● **EXERCISE**: Output all of the entries exactly as written.

[[ EXERCISE INPUTS, beginning ]]

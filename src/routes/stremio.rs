use axum::{
    extract::{Path, State},
    response::IntoResponse,
    Json,
};
use std::sync::Arc;
use tracing::{info, warn};

use crate::models::{StreamRequest, StreamsResponse};
use crate::services::metrics::{record_request, RequestOutcome};
use crate::services::stremio::{manifest, to_streams};
use crate::AppState;

/// GET /manifest.json
pub async fn get_manifest() -> impl IntoResponse {
    Json(manifest())
}

/// GET /stream/:type/:id.json
///
/// Always answers 200 with a `streams` list; failures only make it empty.
pub async fn get_streams(
    State(state): State<Arc<AppState>>,
    Path((media_type, id)): Path<(String, String)>,
) -> Json<StreamsResponse> {
    let id = id.strip_suffix(".json").unwrap_or(&id);

    let Some(request) = StreamRequest::parse(id) else {
        warn!(id, media_type = %media_type, "unsupported content id");
        record_request(RequestOutcome::InvalidId);
        return Json(StreamsResponse::empty());
    };

    info!(
        imdb_id = %request.imdb_id,
        media_type = %media_type,
        episode = ?request.episode,
        "stream request"
    );

    match state.pipeline.resolve(&request.imdb_id, request.episode).await {
        Ok(bundle) => {
            let streams = to_streams(&bundle, &state.config);
            let outcome = if streams.is_empty() {
                RequestOutcome::Empty
            } else {
                RequestOutcome::Streams
            };
            record_request(outcome);

            info!(imdb_id = %request.imdb_id, count = streams.len(), "streams ready");
            Json(StreamsResponse { streams })
        }
        Err(e) => {
            warn!(imdb_id = %request.imdb_id, error = %e, "stream resolution failed");
            record_request(RequestOutcome::Failed);
            Json(StreamsResponse::empty())
        }
    }
}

[[ EXERCISE INPUTS, end ]]

● **RESPONSE AREA**:
filename src/routes/stremio.rs
use axum::{
    extract::{Path, State},
    response::IntoResponse,
    Json,
};
use std::sync::Arc;
use tracing::{info, warn};

use crate::models::{StreamRequest, StreamsResponse};
use crate::services::metrics::{record_request, RequestOutcome};
use crate::services::stremio::{manifest, to_streams};
use crate::AppState;

/// GET /manifest.json
pub async fn get_manifest() -> impl IntoResponse {
    Json(manifest())
}

/// GET /stream/:type/:id.json
///
/// Always answers 200 with a `streams` list; failures only make it empty.
pub async fn get_streams(
    State(state): State<Arc<AppState>>,
    Path((media_type, id)): Path<(String, String)>,
) -> Json<StreamsResponse> {
    let id = id.strip_suffix(".json").unwrap_or(&id);

    let Some(request) = StreamRequest::parse(id) else {
        warn!(id, media_type = %media_type, "unsupported content id");
        record_request(RequestOutcome::InvalidId);
        return Json(StreamsResponse::empty());
    };

    info!(
        imdb_id = %request.imdb_id,
        media_type = %media_type,
        episode = ?request.episode,
        "stream request"
    );

    match state.pipeline.resolve(&request.imdb_id, request.episode).await {
        Ok(bundle) => {
            let streams = to_streams(&bundle, &state.config);
            let outcome = if streams.is_empty() {
                RequestOutcome::Empty
            } else {
                RequestOutcome::Streams
            };
            record_request(outcome);

            info!(imdb_id = %request.imdb_id, count = streams.len(), "streams ready");
            Json(StreamsResponse { streams })
        }
        Err(e) => {
            warn!(imdb_id = %request.imdb_id, error = %e, "stream resolution failed");
            record_request(RequestOutcome::Failed);
            Json(StreamsResponse::empty())
        }
    }
}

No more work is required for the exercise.